→ Exercise requirements
Please return every line of the records below that holds the word "generate".

→ Extracted entries

use async_trait::async_trait;
use reqwest::{Client, RequestBuilder};
use serde_json::{json, Value};

use crate::core::errors::CapabilityError;
use super::provider::LlmProvider;
use super::types::ChatRequest;

/// Any server speaking the OpenAI chat/embeddings wire format.
#[derive(Clone)]
pub struct OpenAiProvider {
    base_url: String,
    api_key: Option<String>,
    client: Client,
}

impl OpenAiProvider {
    pub fn new(base_url: String, api_key: Option<String>) -> Self {
        Self {
            base_url: base_url.trim_end_matches('/').to_string(),
            api_key,
            client: Client::new(),
        }
    }

    fn authorized(&self, builder: RequestBuilder) -> RequestBuilder {
        match &self.api_key {
            Some(key) => builder.bearer_auth(key),
            None => builder,
        }
    }
}

fn provider_error<E: std::fmt::Display>(err: E) -> CapabilityError {
    CapabilityError::Provider(err.to_string())
}

#[async_trait]
impl LlmProvider for OpenAiProvider {
    fn name(&self) -> &str {
        "openai"
    }

    async fn chat(&self, request: ChatRequest, model_id: &str) -> Result<String, CapabilityError> {
        let url = format!("{}/v1/chat/completions", self.base_url);

        let mut body = json!({
            "model": model_id,
            "messages": request.messages,
            "stream": false,
        });

        if let Some(obj) = body.as_object_mut() {
            if let Some(t) = request.temperature { obj.insert("temperature".to_string(), json!(t)); }
            if let Some(t) = request.max_tokens { obj.insert("max_tokens".to_string(), json!(t)); }
        }

        let res = self
            .authorized(self.client.post(&url))
            .json(&body)
            .send()
            .await
            .map_err(provider_error)?;

        let status = res.status();
        if !status.is_success() {
            let text = res.text().await.unwrap_or_default();
            return Err(CapabilityError::Provider(format!(
                "chat completion failed ({}): {}",
                status, text
            )));
        }

        let payload: Value = res.json().await.map_err(provider_error)?;

        let content = payload["choices"][0]["message"]["content"]
            .as_str()
            .ok_or_else(|| CapabilityError::Provider("response carried no message content".to_string()))?
            .to_string();

        Ok(content)
    }

    async fn embed(
        &self,
        inputs: &[String],
        model_id: &str,
    ) -> Result<Vec<Vec<f32>>, CapabilityError> {
        let url = format!("{}/v1/embeddings", self.base_url);

        let body = json!({
            "model": model_id,
            "input": inputs,
        });

        let res = self
            .authorized(self.client.post(&url))
            .json(&body)
            .send()
            .await
            .map_err(provider_error)?;

        let status = res.status();
        if !status.is_success() {
            let text = res.text().await.unwrap_or_default();
            return Err(CapabilityError::Provider(format!(
                "embedding request failed ({}): {}",
                status, text
            )));
        }

        let payload: Value = res.json().await.map_err(provider_error)?;

        let mut embeddings = Vec::new();
        if let Some(data) = payload["data"].as_array() {
            for item in data {
                if let Some(vals) = item["embedding"].as_array() {
                    let vec: Vec<f32> = vals.iter().filter_map(|v| v.as_f64().map(|f| f as f32)).collect();
                    embeddings.push(vec);
                }
            }
        }

        if embeddings.len() != inputs.len() {
            return Err(CapabilityError::Provider(format!(
                "expected {} embeddings, got {}",
                inputs.len(),
                embeddings.len()
            )));
        }

        Ok(embeddings)
    }
}
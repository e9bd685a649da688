pub mod openai;
pub mod provider;
pub mod response;
pub mod service;
pub mod types;

pub use provider::LlmProvider;
pub use service::LlmService;
pub use types::{ChatMessage, ChatRequest};
// Graph Nodes Module
// Individual node implementations

pub mod competitor_analysis;
pub mod investment_decision;
pub mod market_eval;
pub mod next_entity;
pub mod report;
pub mod search;
pub mod tech_summary;

pub use competitor_analysis::CompetitorAnalysisStage;
pub use investment_decision::InvestmentDecisionStage;
pub use market_eval::MarketEvalStage;
pub use next_entity::NextEntityNode;
pub use report::ReportNode;
pub use search::DiscoveryNode;
pub use tech_summary::TechSummaryStage;
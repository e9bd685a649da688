use async_trait::async_trait;

use crate::core::errors::CapabilityError;
use super::types::ChatRequest;

#[async_trait]
pub trait LlmProvider: Send + Sync {
    /// return the provider name (e.g. "openai")
    fn name(&self) -> &str;

    /// chat completion (non-streaming)
    async fn chat(&self, request: ChatRequest, model_id: &str) -> Result<String, CapabilityError>;

    /// generate embeddings
    async fn embed(
        &self,
        inputs: &[String],
        model_id: &str,
    ) -> Result<Vec<Vec<f32>>, CapabilityError>;
}
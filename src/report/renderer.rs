// Report Renderer
// Posts payloads to the PDF template server and stores the returned documents

use std::path::Path;
use std::sync::OnceLock;
use std::time::Duration;

use async_trait::async_trait;
use regex::Regex;
use reqwest::{Client, StatusCode};
use tokio::io::AsyncWriteExt;

use super::payload::ReportPayload;
use crate::core::config::ReportSettings;
use crate::core::errors::{bounded, CapabilityError};

#[async_trait]
pub trait ReportRenderer: Send + Sync {
    /// PDF bytes for `payload`.
    async fn render(&self, payload: &ReportPayload) -> Result<Vec<u8>, CapabilityError>;
}

pub struct HttpReportRenderer {
    client: Client,
    endpoint: String,
    timeout: Duration,
}

impl HttpReportRenderer {
    pub fn new(settings: &ReportSettings) -> Self {
        Self {
            client: Client::new(),
            endpoint: settings.endpoint.clone(),
            timeout: settings.timeout(),
        }
    }
}

#[async_trait]
impl ReportRenderer for HttpReportRenderer {
    async fn render(&self, payload: &ReportPayload) -> Result<Vec<u8>, CapabilityError> {
        bounded("render", self.timeout, async {
            let response = self
                .client
                .post(&self.endpoint)
                .json(payload)
                .send()
                .await
                .map_err(|e| CapabilityError::Render(e.to_string()))?;

            let status = response.status();
            if status != StatusCode::OK {
                let body = response.text().await.unwrap_or_default();
                tracing::warn!("Report server returned {}: {}", status, body);
                return Err(CapabilityError::Render(if body.is_empty() {
                    status.to_string()
                } else {
                    body
                }));
            }

            let bytes = response
                .bytes()
                .await
                .map_err(|e| CapabilityError::Render(e.to_string()))?;
            Ok(bytes.to_vec())
        })
        .await
    }
}

fn unsafe_filename_chars() -> Option<&'static Regex> {
    static PATTERN: OnceLock<Option<Regex>> = OnceLock::new();
    PATTERN
        .get_or_init(|| Regex::new(r"[^\p{L}\p{N}_-]").ok())
        .as_ref()
}

/// `<sanitized name>_report.pdf`; anything but letters, digits, `_` and `-` becomes `_`.
pub fn report_file_name(name: &str) -> String {
    let name = if name.trim().is_empty() { "startup" } else { name };
    let safe = match unsafe_filename_chars() {
        Some(pattern) => pattern.replace_all(name, "_").into_owned(),
        None => name
            .chars()
            .map(|c| {
                if c.is_alphanumeric() || c == '_' || c == '-' {
                    c
                } else {
                    '_'
                }
            })
            .collect(),
    };
    format!("{}_report.pdf", safe)
}

/// `report_file_name` with `-2`, `-3`, ... before the extension for later attempts.
fn numbered_file_name(name: &str, attempt: usize) -> String {
    let base = report_file_name(name);
    if attempt <= 1 {
        return base;
    }
    let stem = base.trim_end_matches(".pdf");
    format!("{}-{}.pdf", stem, attempt)
}

const MAX_NAME_ATTEMPTS: usize = 1000;

/// Writes `bytes` under `output_dir` and returns the file name.
///
/// Never overwrites: a taken name gets a numeric suffix.
pub async fn save_pdf(output_dir: &Path, name: &str, bytes: &[u8]) -> Result<String, CapabilityError> {
    tokio::fs::create_dir_all(output_dir)
        .await
        .map_err(|e| CapabilityError::Render(format!("cannot create {}: {}", output_dir.display(), e)))?;

    for attempt in 1..=MAX_NAME_ATTEMPTS {
        let file_name = numbered_file_name(name, attempt);
        let opened = tokio::fs::OpenOptions::new()
            .write(true)
            .create_new(true)
            .open(output_dir.join(&file_name))
            .await;
        let mut file = match opened {
            Ok(file) => file,
            Err(e) if e.kind() == std::io::ErrorKind::AlreadyExists => continue,
            Err(e) => {
                return Err(CapabilityError::Render(format!("cannot create {}: {}", file_name, e)))
            }
        };
        let write_err = |e: std::io::Error| CapabilityError::Render(format!("cannot write {}: {}", file_name, e));
        file.write_all(bytes).await.map_err(write_err)?;
        file.flush().await.map_err(write_err)?;
        tracing::info!("Saved report {}", file_name);
        return Ok(file_name);
    }

    Err(CapabilityError::Render(format!(
        "no free file name for {} in {}",
        report_file_name(name),
        output_dir.display()
    )))
}

#[cfg(test)]
mod tests {
    use super::*;
    use tempfile::TempDir;

    #[test]
    fn file_names_are_sanitized() {
        assert_eq!(report_file_name("Acme Learning"), "Acme_Learning_report.pdf");
        assert_eq!(report_file_name("class-101_kr"), "class-101_kr_report.pdf");
        assert_eq!(report_file_name("뤼이드"), "뤼이드_report.pdf");
        assert_eq!(report_file_name("Acme/../x"), "Acme____x_report.pdf");
        assert_eq!(report_file_name(""), "startup_report.pdf");
    }

    #[tokio::test]
    async fn save_pdf_creates_output_dir() {
        let dir = TempDir::new().unwrap();
        let output = dir.path().join("outputs");

        let file_name = save_pdf(&output, "Acme", b"%PDF-1.4").await.unwrap();

        assert_eq!(file_name, "Acme_report.pdf");
        let written = std::fs::read(output.join(&file_name)).unwrap();
        assert_eq!(written, b"%PDF-1.4");
    }

    #[tokio::test]
    async fn taken_names_get_a_numeric_suffix() {
        let dir = TempDir::new().unwrap();

        let first = save_pdf(dir.path(), "엘리스", b"first").await.unwrap();
        let second = save_pdf(dir.path(), "엘리스", b"second").await.unwrap();
        let third = save_pdf(dir.path(), "엘리스", b"third").await.unwrap();

        assert_eq!(first, "엘리스_report.pdf");
        assert_eq!(second, "엘리스_report-2.pdf");
        assert_eq!(third, "엘리스_report-3.pdf");
        assert_eq!(std::fs::read(dir.path().join(&first)).unwrap(), b"first");
        assert_eq!(std::fs::read(dir.path().join(&second)).unwrap(), b"second");
    }

    #[tokio::test]
    async fn hangul_names_of_equal_length_do_not_collide() {
        let dir = TempDir::new().unwrap();

        let a = save_pdf(dir.path(), "엘리스", b"a").await.unwrap();
        let b = save_pdf(dir.path(), "뤼이드", b"b").await.unwrap();

        assert_ne!(a, b);
        assert_eq!(std::fs::read_dir(dir.path()).unwrap().count(), 2);
    }

    #[tokio::test]
    async fn unreachable_server_is_a_render_error() {
        let renderer = HttpReportRenderer::new(&ReportSettings {
            endpoint: "http://127.0.0.1:9/generate-report".to_string(),
            output_dir: "outputs".into(),
            timeout_secs: 5,
        });
        let startup = crate::graph::state::Startup::named("Acme");
        let payload = ReportPayload::build(&startup, super::super::payload::ReportSummary::fallback(&startup));

        let err = renderer.render(&payload).await.unwrap_err();
        assert!(matches!(
            err,
            CapabilityError::Render(_) | CapabilityError::Timeout { .. }
        ));
    }
}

→ Task result
    /// generate embeddings
            endpoint: "http://127.0.0.1:9/generate-report".to_string(),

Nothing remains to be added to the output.